La situation est très différente en Allemagne, État fédéral où les Länder disposent d’un pouvoir étendu, politique et juridique et où la redistribution se fait par péréquation.

La fiscalité locale reste archaïque en France. Aucun politique n’a pris le risque d’une réforme en profondeur et il semble que beaucoup ne l’attendent pas ! Les ressources des collectivités territoriales proviennent de moins en moins de la fiscalité locale, de plus en plus de reversements de la part de l’État. C’est vrai aussi dans les pays voisins et de fait, facteur d’égalité. Une commune avec son panier de service est un club. Ce dispositif est juste, non pas du point de vue de la justice distributive car il ne corrige pas les inégalités sociales, mais dans la mesure où il est d’une grande clarté. L’enjeu du gouvernement local n’est pas la redistribution, mais une juste allocation des ressources, en fonction des préférences des différents groupes sociaux, culturels ou professionnels.
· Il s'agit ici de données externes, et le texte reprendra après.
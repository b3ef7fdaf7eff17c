#![deny(
    unsafe_code,
    missing_docs,
    dead_code,
    unused_results,
    non_snake_case,
    unreachable_pub
)]

//! Command-line adapter that generates zones and drives headless Deepfield runs.

mod config;
mod driver;
mod run_code;

use std::path::PathBuf;

use anyhow::{bail, Context, Result};
use clap::{Parser, Subcommand, ValueEnum};
use deepfield_core::{BiomeId, Command, Event, ViewSize, WorldConfig, Zone};
use deepfield_system_invariants::{
    DiagnosticSink, FileSink, InvariantGuard, MemorySink, SamplingMode,
};
use deepfield_system_zone_generation::fingerprint_hex;
use deepfield_world::{apply, query, World};
use tracing_subscriber::EnvFilter;

use driver::{SimulationOptions, SimulationReport};
use run_code::RunCode;

#[derive(Debug, Parser)]
#[command(name = "deepfield", about = "Seed-deterministic zone generation and headless runs")]
struct Cli {
    /// TOML file overriding the built-in biomes and tuning.
    #[arg(long, global = true)]
    config: Option<PathBuf>,
    /// Raise log verbosity; repeat for more detail.
    #[arg(short, long, action = clap::ArgAction::Count, global = true)]
    verbose: u8,
    #[command(subcommand)]
    command: Commands,
}

#[derive(Debug, Subcommand)]
enum Commands {
    /// Generates the zone at one depth of a run and prints it.
    Generate {
        /// Run seed.
        #[arg(long)]
        seed: Option<u32>,
        /// Theme pinned for the first block.
        #[arg(long)]
        theme: Option<String>,
        /// Zone depth, starting at one.
        #[arg(long, default_value_t = 1)]
        depth: u32,
        /// Share code replacing seed, theme and depth.
        #[arg(long, conflicts_with_all = ["seed", "theme", "depth"])]
        code: Option<String>,
        /// Output format.
        #[arg(long, value_enum, default_value_t = OutputFormat::Summary)]
        format: OutputFormat,
    },
    /// Drives a run with a scripted pilot under the invariant guard.
    Simulate {
        /// Run seed.
        #[arg(long)]
        seed: Option<u32>,
        /// Theme pinned for the first block.
        #[arg(long)]
        theme: Option<String>,
        /// Ticks to simulate.
        #[arg(long, default_value_t = 3_600)]
        ticks: u32,
        /// Seconds per tick.
        #[arg(long, default_value_t = 1.0 / 60.0)]
        dt: f32,
        /// Seed for ambient enemy randomness and the pilot.
        #[arg(long, default_value_t = 0)]
        behavior_seed: u64,
        /// Directory receiving diagnostic snapshots.
        #[arg(long)]
        diagnostics: Option<PathBuf>,
        /// Check every entity after each tick instead of a sample.
        #[arg(long)]
        exhaustive: bool,
    },
}

#[derive(Clone, Copy, Debug, PartialEq, Eq, ValueEnum)]
enum OutputFormat {
    Summary,
    Json,
}

/// Entry point for the Deepfield command-line interface.
fn main() -> Result<()> {
    let cli = Cli::parse();
    init_tracing(cli.verbose);
    let config = config::load(cli.config.as_deref())?;

    match cli.command {
        Commands::Generate {
            seed,
            theme,
            depth,
            code,
            format,
        } => {
            let request = match code {
                Some(code) => RunCode::decode(&code).context("invalid share code")?,
                None => RunCode {
                    run_seed: seed.unwrap_or_else(rand::random),
                    theme: theme.map(BiomeId::new),
                    depth,
                },
            };
            generate(config, &request, format)
        }
        Commands::Simulate {
            seed,
            theme,
            ticks,
            dt,
            behavior_seed,
            diagnostics,
            exhaustive,
        } => {
            let options = SimulationOptions {
                ticks,
                dt,
                view: ViewSize::new(1_280.0, 720.0),
                pilot_seed: behavior_seed,
            };
            let sampling = if exhaustive {
                SamplingMode::Exhaustive
            } else {
                SamplingMode::default()
            };
            simulate(config, seed, theme.map(BiomeId::new), options, sampling, diagnostics)
        }
    }
}

fn init_tracing(verbose: u8) {
    let fallback = match verbose {
        0 => "warn",
        1 => "info",
        2 => "debug",
        _ => "trace",
    };
    let filter = EnvFilter::try_from_default_env().unwrap_or_else(|_| EnvFilter::new(fallback));
    let _ = tracing_subscriber::fmt()
        .with_env_filter(filter)
        .with_writer(std::io::stderr)
        .try_init();
}

fn start_run(world: &mut World, run_seed: Option<u32>, theme: Option<BiomeId>) -> Result<()> {
    let mut events = Vec::new();
    apply(world, Command::InitWorld { theme, run_seed }, &mut events);
    ensure_loaded(&events)
}

fn ensure_loaded(events: &[Event]) -> Result<()> {
    for event in events {
        if let Event::ZoneLoadFailed { index, error } = event {
            bail!("zone {index} failed to load: {error}");
        }
    }
    Ok(())
}

fn generate(config: WorldConfig, request: &RunCode, format: OutputFormat) -> Result<()> {
    let mut world = World::new(config);
    start_run(&mut world, Some(request.run_seed), request.theme.clone())?;
    if request.depth != 1 {
        let mut events = Vec::new();
        apply(&mut world, Command::LoadZone { index: request.depth }, &mut events);
        ensure_loaded(&events)?;
    }
    let zone = query::zone(&world).context("no zone loaded")?;
    let code = request.encode()?;

    match format {
        OutputFormat::Json => println!("{}", serde_json::to_string_pretty(zone)?),
        OutputFormat::Summary => print_summary(zone),
    }
    println!("fingerprint {}", fingerprint_hex(zone));
    println!("code        {code}");
    Ok(())
}

fn print_summary(zone: &Zone) {
    println!("zone {} ({}) seed {}", zone.depth, zone.biome, zone.seed);
    println!("  size       {:.0} x {:.0}", zone.width, zone.height);
    if !zone.modifiers.is_empty() {
        let names: Vec<String> = zone
            .modifiers
            .iter()
            .map(|modifier| format!("{modifier:?}"))
            .collect();
        println!("  modifiers  {}", names.join(", "));
    }
    println!("  enemies    {}", zone.enemy_spawns.len());
    println!("  elites     {}", zone.elite_spawns.len());
    if let Some(boss) = &zone.boss_spawn {
        println!("  boss       {:?}", boss.kind);
    }
    println!("  obstacles  {}", zone.obstacles.len());
    println!("  decor      {}", zone.decorations.len());
    match zone.exit_point {
        Some(exit) => println!("  exit       ({:.0}, {:.0})", exit.x, exit.y),
        None => println!("  exit       none"),
    }
}

fn simulate(
    config: WorldConfig,
    seed: Option<u32>,
    theme: Option<BiomeId>,
    options: SimulationOptions,
    sampling: SamplingMode,
    diagnostics: Option<PathBuf>,
) -> Result<()> {
    let caps = config.tuning.entity_caps;
    let sink: Box<dyn DiagnosticSink> = match diagnostics {
        Some(dir) => Box::new(FileSink::new(dir)),
        None => Box::new(MemorySink::new()),
    };
    let mut guard = InvariantGuard::new(caps, sink).with_sampling(sampling);
    let mut world = World::with_behavior_seed(config, options.pilot_seed);
    start_run(&mut world, seed, theme)?;
    let run_seed = query::run(&world).map(|run| run.run_seed);

    let report = driver::simulate(&mut world, &mut guard, options);
    print_report(run_seed, &report);
    if let Some(violation) = &report.violation {
        bail!("run aborted: {violation}");
    }
    Ok(())
}

fn print_report(run_seed: Option<u32>, report: &SimulationReport) {
    if let Some(run_seed) = run_seed {
        println!("run seed   {run_seed}");
    }
    println!("ticks      {}", report.ticks);
    println!("depth      {}", report.depth);
    println!("cleared    {}", report.zones_cleared);
    println!("spawned    {}", report.spawned);
    println!("kills      {}", report.kills);
    println!("bosses     {}", report.bosses);
    println!("shots      {}", report.shots);
    println!("trimmed    {}", report.trims);
}
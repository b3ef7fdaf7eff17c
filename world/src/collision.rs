//! Circular collision response between the player and zone obstacles.

use deepfield_core::{glam::Vec2, Event, Obstacle, ObstacleKind};

use crate::World;

const MINE_DAMAGE: f32 = 25.0;

/// Unit vector from the obstacle centre toward an overlapping circle.
fn contact_normal(position: Vec2, radius: f32, obstacle: &Obstacle) -> Option<Vec2> {
    let offset = position - obstacle.position;
    let reach = radius + obstacle.radius;
    let distance_sq = offset.length_squared();
    if !distance_sq.is_finite() || distance_sq >= reach * reach {
        return None;
    }
    let distance = distance_sq.sqrt();
    Some(if distance > f32::EPSILON {
        offset / distance
    } else {
        Vec2::X
    })
}

impl World {
    pub(crate) fn resolve_player_collisions(&mut self, dt: f32, out: &mut Vec<Event>) {
        if !dt.is_finite() || dt < 0.0 {
            return;
        }
        let Some(zone) = self.zone.as_mut() else {
            return;
        };
        let player = &mut self.player;
        let mut detonated = Vec::new();
        let mut taken = 0.0;

        for (index, obstacle) in zone.obstacles.iter().enumerate() {
            let Some(normal) = contact_normal(player.position, player.radius, obstacle) else {
                continue;
            };
            if obstacle.kind == ObstacleKind::Mine {
                player.absorb(MINE_DAMAGE);
                taken += MINE_DAMAGE;
                detonated.push(index);
                out.push(Event::MineDetonated {
                    position: obstacle.position,
                    damage: MINE_DAMAGE,
                });
                continue;
            }

            player.position = obstacle.position + normal * (obstacle.radius + player.radius);
            let inward = player.velocity.dot(normal);
            if inward < 0.0 {
                player.velocity -= normal * inward;
            }
            let damage = obstacle.kind.contact_damage_per_second() * dt;
            player.absorb(damage);
            taken += damage;
            out.push(Event::PlayerCollided {
                kind: obstacle.kind,
                damage,
            });
        }

        for index in detonated.into_iter().rev() {
            let _ = zone.obstacles.remove(index);
        }
        if player.position.is_finite() {
            player.position = zone.clamp(player.position, player.radius);
        }
        if let Some(run) = self.run.as_mut() {
            run.zone_stats.damage_taken += taken;
        }
    }
}
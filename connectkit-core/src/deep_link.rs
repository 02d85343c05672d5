//! MetaMask mobile entry point and the signature payload template.

/// Host of the wallet's mobile deep-link entry point.
pub const WALLET_DEEP_LINK_HOST: &str = "https://metamask.app.link";

/// Builds the deep link that reopens the current page inside the wallet's
/// mobile app. The `action=sign` parameter signals that a signature is
/// wanted on top of the connection.
#[uniffi::export]
#[must_use]
pub fn deep_link_url(page_host: &str, page_path: &str) -> String {
    format!("{WALLET_DEEP_LINK_HOST}/dapp/{page_host}{page_path}?action=sign")
}

/// Builds the message the user is asked to sign to prove account
/// ownership.
///
/// The template embeds the request timestamp and is produced fresh per
/// connection attempt; nothing on this side ever checks it for staleness.
#[uniffi::export]
#[must_use]
pub fn auth_message(site_name: &str, now_ms: u64) -> String {
    format!(
        "Welcome to {site_name}!\n\n\
         Click to sign in and authenticate with your wallet.\n\n\
         This request will not trigger a blockchain transaction or cost any gas fees.\n\n\
         Timestamp: {now_ms}"
    )
}
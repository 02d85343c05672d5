//! UI reflection tuples.
//!
//! Every state transition of the sequencer maps to exactly one
//! [`UiState`]; the host applies it verbatim to the connect button, the
//! status label, the address label and the info panel. Rendering here is
//! pure so the whole mapping is testable without a DOM.

use serde::Serialize;

use crate::error::SessionError;

/// Background color applied to the connect button once authenticated.
pub const SUCCESS_COLOR: &str = "#4CAF50";

/// Background color for a disabled/unusable connect button.
pub const DISABLED_COLOR: &str = "#ccc";

/// Default (stylesheet-provided) button background.
pub const DEFAULT_COLOR: &str = "";

/// One full snapshot of the four reflected page elements.
#[derive(Debug, Clone, PartialEq, Eq, Serialize, uniffi::Record)]
pub struct UiState {
    /// Text of the connect button.
    pub button_label: String,
    /// Whether the connect button accepts clicks.
    pub button_enabled: bool,
    /// Background color of the connect button; empty means the
    /// stylesheet default.
    pub button_color: String,
    /// Text of the connection status label.
    pub status_text: String,
    /// Text of the wallet address label.
    pub address_text: String,
    /// Whether the wallet info panel is shown.
    pub panel_visible: bool,
}

impl UiState {
    /// The initial disabled/default tuple, also used for a forced
    /// disconnect.
    #[must_use]
    pub fn initial() -> Self {
        Self {
            button_label: "Connect Wallet".to_owned(),
            button_enabled: false,
            button_color: DEFAULT_COLOR.to_owned(),
            status_text: "Disconnected".to_owned(),
            address_text: "Not connected".to_owned(),
            panel_visible: false,
        }
    }

    /// Wallet installed, nothing connected yet: "Connect" enabled.
    #[must_use]
    pub fn idle_ready() -> Self {
        Self {
            button_enabled: true,
            ..Self::initial()
        }
    }

    /// Wallet absent on desktop: disabled, greyed out.
    #[must_use]
    pub fn not_installed() -> Self {
        Self {
            button_label: "MetaMask not installed".to_owned(),
            button_color: DISABLED_COLOR.to_owned(),
            ..Self::initial()
        }
    }

    /// Wallet absent on mobile: the button opens the wallet app instead.
    #[must_use]
    pub fn open_in_wallet() -> Self {
        Self {
            button_label: "Open in MetaMask".to_owned(),
            button_enabled: true,
            ..Self::initial()
        }
    }

    /// The required signing library is not loaded; the session is dead.
    #[must_use]
    pub fn signer_missing() -> Self {
        Self {
            button_label: "Error: signer not loaded".to_owned(),
            button_color: DISABLED_COLOR.to_owned(),
            ..Self::initial()
        }
    }

    /// The silent account check on load failed.
    #[must_use]
    pub fn check_failed() -> Self {
        Self {
            button_label: "Error checking connection".to_owned(),
            ..Self::initial()
        }
    }

    /// Account access granted. In the signing variant the status already
    /// announces the upcoming signature prompt.
    #[must_use]
    pub fn connected(account: &str, awaiting_signature: bool) -> Self {
        let (status, label) = if awaiting_signature {
            ("Connected (Signing...)", "Waiting for signature...")
        } else {
            ("Connected", "Connected")
        };
        Self {
            button_label: label.to_owned(),
            button_enabled: true,
            button_color: DEFAULT_COLOR.to_owned(),
            status_text: status.to_owned(),
            address_text: account.to_owned(),
            panel_visible: true,
        }
    }

    /// Connection plus message signature both succeeded.
    #[must_use]
    pub fn authenticated(account: &str) -> Self {
        Self {
            button_label: "Authenticated \u{2713}".to_owned(),
            button_enabled: true,
            button_color: SUCCESS_COLOR.to_owned(),
            status_text: "Authenticated \u{2713}".to_owned(),
            address_text: account.to_owned(),
            panel_visible: true,
        }
    }

    /// Returns the same snapshot with only the button label replaced.
    #[must_use]
    pub fn with_button_label(mut self, label: &str) -> Self {
        self.button_label = label.to_owned();
        self
    }

    /// Returns the same snapshot with only the status text replaced.
    #[must_use]
    pub fn with_status(mut self, status: &str) -> Self {
        self.status_text = status.to_owned();
        self
    }
}

/// Serializes a snapshot to JSON for hosts that apply it generically.
///
/// # Errors
///
/// Returns an error if serialization fails.
#[uniffi::export]
#[allow(clippy::needless_pass_by_value)]
pub fn ui_state_json(ui: UiState) -> Result<String, SessionError> {
    serde_json::to_string(&ui).map_err(|e| SessionError::Serialization {
        error: e.to_string(),
    })
}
L’expérience montre l’errance des réformes institutionnelles lourdes, du « mécano institutionnel ». Laisser s’organiser les différents périmètres des territoires réellement vécus fait naitre les consciences aux vivre ensemble. Agir sur des points-clé : élection au suffrage direct des présidents d’agglomération et de communes regroupées …  

 

Bertrand Parcollet s’interroge sur la question de l’engagement citoyen local et de ses conditions. Un jeune inspecteur des finances, David Djaïz, vient de publier un livre intitulé Slow démocratie. Ce titre incite à repenser la démocratie par rapport au temps. Ce qui paraît spécifiquement judicieux en matière de démocratie locale où la délibération devrait pouvoir plus facilement prendre son temps. Le citoyen démocrate au plan local, riche de relations de proximité avec les gens et avec les faits, peut plus facilement prendre le temps d’interroger sa conscience, de nourrir ses engagements à partir de la forme de spiritualité qui est la sienne.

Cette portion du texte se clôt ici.